I had no idea what most of this was until several weeks ago, but, thanks to the classical education I was given (shameless plug), I was able to recognize that this conversation about semiotics is not new at all. In fact, the very "postmodern" approach to the connection between words and ideas simply goes back to the Medieval debates over Nominalism and Realism.
  • Realism affirms Plato's theory of universals and particulars. To go back to the Magritte painting, Realists would say that every concept exists in two ways: The overarching, universal idea (pipe-ness), and each particular time it is represented in daily life (all the various pipes in the world, though different, are still tied together by their conformity to "pipe-ness"). We call a pipe a "pipe" because it embodies the idea of "pipe-ness."
  • Nominalism rejects the existence of universals. We don't have any abstract ideals of "pipe-ness"; we just have pipes. We call a pipe a "pipe" because that is simply what we want to call it. In other words, when we create the word "pipe" we are also creating the concept of a "pipe." There may exist similarities between one pipe and another - and that's why they share the same name - but overall, they are their own entities. From what I understand, Saussure &co. would be more closely aligned with this view, because both emphasize the arbitrariness of language/signs.
I have always been sympathetic to Platonism, and really can't get on board with Nominalism's outright rejection of universal concepts.

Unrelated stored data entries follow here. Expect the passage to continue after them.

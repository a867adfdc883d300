//! Command-line configuration
//!
//! The experiment YAML file is the configuration proper (see `persistence`
//! and `manifest`); this module holds the CLI surface and the overrides it
//! applies on top of decoded experiments.

pub mod cli;
mod overrides;

pub use cli::{
    parse_args, Cli, Command, EvaluateArgs, InfoArgs, OutputFormat, PlanArgs, RunArgs,
    ValidateArgs,
};
pub use overrides::{apply_overrides, Overrides};
//! Corpus-level translation metrics
//!
//! BLEU-4, word and character error rates, and exact-match accuracy. All
//! metrics take hypotheses and references as whole lines and tokenize on
//! whitespace.

use std::collections::HashMap;
use std::fmt;
use std::str::FromStr;

use super::error::{EvalError, Result};

/// Maximum n-gram order for BLEU.
pub const BLEU_MAX_N: usize = 4;

/// Metric named in `eval_metrics`
#[derive(Debug, Clone, Copy, PartialEq, Eq)]
pub enum Metric {
    Bleu,
    Wer,
    Cer,
    Accuracy,
}

impl Metric {
    /// Names accepted by [`FromStr`]
    pub const NAMES: &'static [&'static str] = &["bleu", "wer", "cer", "accuracy"];

    /// Parse a comma-separated metric list such as `bleu,wer`.
    pub fn parse_list(list: &str) -> Result<Vec<Metric>> {
        let metrics = crate::manifest::split_list(list)
            .iter()
            .map(|name| name.parse::<Metric>())
            .collect::<Result<Vec<_>>>()?;
        if metrics.is_empty() {
            return Err(EvalError::NoMetrics);
        }
        Ok(metrics)
    }

    pub fn higher_is_better(self) -> bool {
        matches!(self, Metric::Bleu | Metric::Accuracy)
    }

    /// Score `hyps` against `refs`, line by line.
    pub fn score(self, hyps: &[String], refs: &[String]) -> Result<f64> {
        if hyps.len() != refs.len() {
            return Err(EvalError::LineCountMismatch {
                hyp_lines: hyps.len(),
                ref_lines: refs.len(),
            });
        }
        if refs.is_empty() {
            return Err(EvalError::EmptyCorpus);
        }
        let pairs: Vec<(&str, &str)> = refs
            .iter()
            .zip(hyps)
            .map(|(r, h)| (r.as_str(), h.as_str()))
            .collect();
        Ok(match self {
            Metric::Bleu => corpus_bleu(&pairs, BLEU_MAX_N),
            Metric::Wer => word_error_rate(&pairs),
            Metric::Cer => char_error_rate(&pairs),
            Metric::Accuracy => sentence_accuracy(&pairs),
        })
    }
}

impl fmt::Display for Metric {
    fn fmt(&self, f: &mut fmt::Formatter<'_>) -> fmt::Result {
        f.write_str(match self {
            Metric::Bleu => "BLEU4",
            Metric::Wer => "WER",
            Metric::Cer => "CER",
            Metric::Accuracy => "Accuracy",
        })
    }
}

impl FromStr for Metric {
    type Err = EvalError;

    fn from_str(s: &str) -> Result<Self> {
        match s.trim().to_lowercase().as_str() {
            "bleu" => Ok(Metric::Bleu),
            "wer" => Ok(Metric::Wer),
            "cer" => Ok(Metric::Cer),
            "accuracy" => Ok(Metric::Accuracy),
            _ => Err(EvalError::UnknownMetric {
                name: s.to_string(),
                valid: Metric::NAMES.join(", "),
            }),
        }
    }
}

/// One evaluation result.
#[derive(Debug, Clone, PartialEq)]
pub struct EvalScore {
    /// Metric name as printed, e.g. `BLEU4` or `Loss`
    pub name: String,
    pub value: f64,
    pub higher_is_better: bool,
    pub desc: Option<String>,
}

impl EvalScore {
    pub fn from_metric(metric: Metric, value: f64, desc: Option<&str>) -> Self {
        Self {
            name: metric.to_string(),
            value,
            higher_is_better: metric.higher_is_better(),
            desc: desc.map(str::to_string),
        }
    }

    /// Per-word loss; lower is better.
    pub fn loss(value: f64, desc: Option<&str>) -> Self {
        Self {
            name: "Loss".to_string(),
            value,
            higher_is_better: false,
            desc: desc.map(str::to_string),
        }
    }

    /// Strictly better than `other` in this score's direction.
    pub fn better_than(&self, other: &EvalScore) -> bool {
        if self.higher_is_better {
            self.value > other.value
        } else {
            self.value < other.value
        }
    }
}

impl fmt::Display for EvalScore {
    fn fmt(&self, f: &mut fmt::Formatter<'_>) -> fmt::Result {
        write!(f, "{}: {:.4}", self.name, self.value)?;
        if let Some(desc) = &self.desc {
            write!(f, " ({desc})")?;
        }
        Ok(())
    }
}

// ============================================================================
// BLEU
// ============================================================================

/// Corpus BLEU over `(reference, hypothesis)` pairs.
///
/// Clipped n-gram matches and hypothesis n-gram counts are summed over the
/// whole corpus before taking precisions, and the brevity penalty compares
/// total hypothesis and reference lengths. Returns a value in [0, 1].
pub fn corpus_bleu(pairs: &[(&str, &str)], max_n: usize) -> f64 {
    let mut clipped = vec![0usize; max_n];
    let mut totals = vec![0usize; max_n];
    let mut hyp_len = 0usize;
    let mut ref_len = 0usize;

    for (reference, hypothesis) in pairs {
        let ref_tokens: Vec<&str> = reference.split_whitespace().collect();
        let hyp_tokens: Vec<&str> = hypothesis.split_whitespace().collect();
        ref_len += ref_tokens.len();
        hyp_len += hyp_tokens.len();

        for n in 1..=max_n {
            let ref_ngrams = extract_ngrams(&ref_tokens, n);
            for (ngram, count) in extract_ngrams(&hyp_tokens, n) {
                clipped[n - 1] += count.min(ref_ngrams.get(&ngram).copied().unwrap_or(0));
                totals[n - 1] += count;
            }
        }
    }

    if hyp_len == 0 {
        return 0.0;
    }

    let mut log_precision = 0.0;
    for (&matched, &total) in clipped.iter().zip(&totals) {
        if matched == 0 || total == 0 {
            return 0.0;
        }
        log_precision += (matched as f64 / total as f64).ln();
    }
    log_precision /= max_n.max(1) as f64;

    let bp = if hyp_len >= ref_len {
        1.0
    } else {
        (1.0 - ref_len as f64 / hyp_len as f64).exp()
    };

    bp * log_precision.exp()
}

/// Count n-grams of order `n`.
fn extract_ngrams<'a>(tokens: &[&'a str], n: usize) -> HashMap<Vec<&'a str>, usize> {
    let mut counts = HashMap::new();
    if n > 0 && tokens.len() >= n {
        for window in tokens.windows(n) {
            *counts.entry(window.to_vec()).or_insert(0) += 1;
        }
    }
    counts
}

// ============================================================================
// ERROR RATES
// ============================================================================

/// Levenshtein distance with unit costs.
pub fn edit_distance<T: PartialEq>(reference: &[T], hypothesis: &[T]) -> usize {
    let mut prev: Vec<usize> = (0..=hypothesis.len()).collect();
    let mut curr = vec![0usize; hypothesis.len() + 1];

    for (i, r) in reference.iter().enumerate() {
        curr[0] = i + 1;
        for (j, h) in hypothesis.iter().enumerate() {
            let cost = usize::from(r != h);
            curr[j + 1] = (prev[j + 1] + 1) // deletion
                .min(curr[j] + 1) // insertion
                .min(prev[j] + cost); // substitution
        }
        std::mem::swap(&mut prev, &mut curr);
    }
    prev[hypothesis.len()]
}

/// Summed edit distance over summed reference length.
///
/// An empty reference side gives 0.0 for empty hypotheses and infinity
/// otherwise.
fn error_rate<T: PartialEq>(units: impl Iterator<Item = (Vec<T>, Vec<T>)>) -> f64 {
    let mut errors = 0usize;
    let mut ref_len = 0usize;
    for (reference, hypothesis) in units {
        errors += edit_distance(&reference, &hypothesis);
        ref_len += reference.len();
    }
    match (ref_len, errors) {
        (0, 0) => 0.0,
        (0, _) => f64::INFINITY,
        _ => errors as f64 / ref_len as f64,
    }
}

/// Corpus word error rate.
pub fn word_error_rate(pairs: &[(&str, &str)]) -> f64 {
    error_rate(pairs.iter().map(|(r, h)| {
        (
            r.split_whitespace().collect::<Vec<_>>(),
            h.split_whitespace().collect::<Vec<_>>(),
        )
    }))
}

/// Corpus character error rate. Runs of whitespace count as one space.
pub fn char_error_rate(pairs: &[(&str, &str)]) -> f64 {
    fn chars(s: &str) -> Vec<char> {
        s.split_whitespace()
            .collect::<Vec<_>>()
            .join(" ")
            .chars()
            .collect()
    }
    error_rate(pairs.iter().map(|(r, h)| (chars(r), chars(h))))
}

/// Fraction of sentences whose tokens match the reference exactly.
pub fn sentence_accuracy(pairs: &[(&str, &str)]) -> f64 {
    if pairs.is_empty() {
        return 0.0;
    }
    let correct = pairs
        .iter()
        .filter(|(r, h)| r.split_whitespace().eq(h.split_whitespace()))
        .count();
    correct as f64 / pairs.len() as f64
}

I find a lot to agree with in Augustine, who argued that the ideas we experience in life - love, for example - flow from the mind and attributes of God.

And now, I finally make it to the point of my post: Today, I was reading the creation narrative in Genesis 1-2. It struck me that God first created things, and then named them. In other words, ideas/objects preceded words. I've spent all morning thinking about this and I still haven't arrived at a satisfying conclusion. Would this be an argument for or against Nominalism? At first, I thought it was clearly implying a more Realist approach, because it would seem to say that "lightness" preceded the word "light." But perhaps the fact that Adam was given the task of naming the creatures would suggest that he was given the opportunity to assign differences between the species. I'm still leaning toward the former, but I would be really interested in hearing arguments from both sides.

Going to need to email my professor.

*Free time is a completely relative concept, and in this case means the homework ends with just enough time for a potential of 8 hours of sleep a night, assuming I do not (gasp) do some personal reading or go out with friends.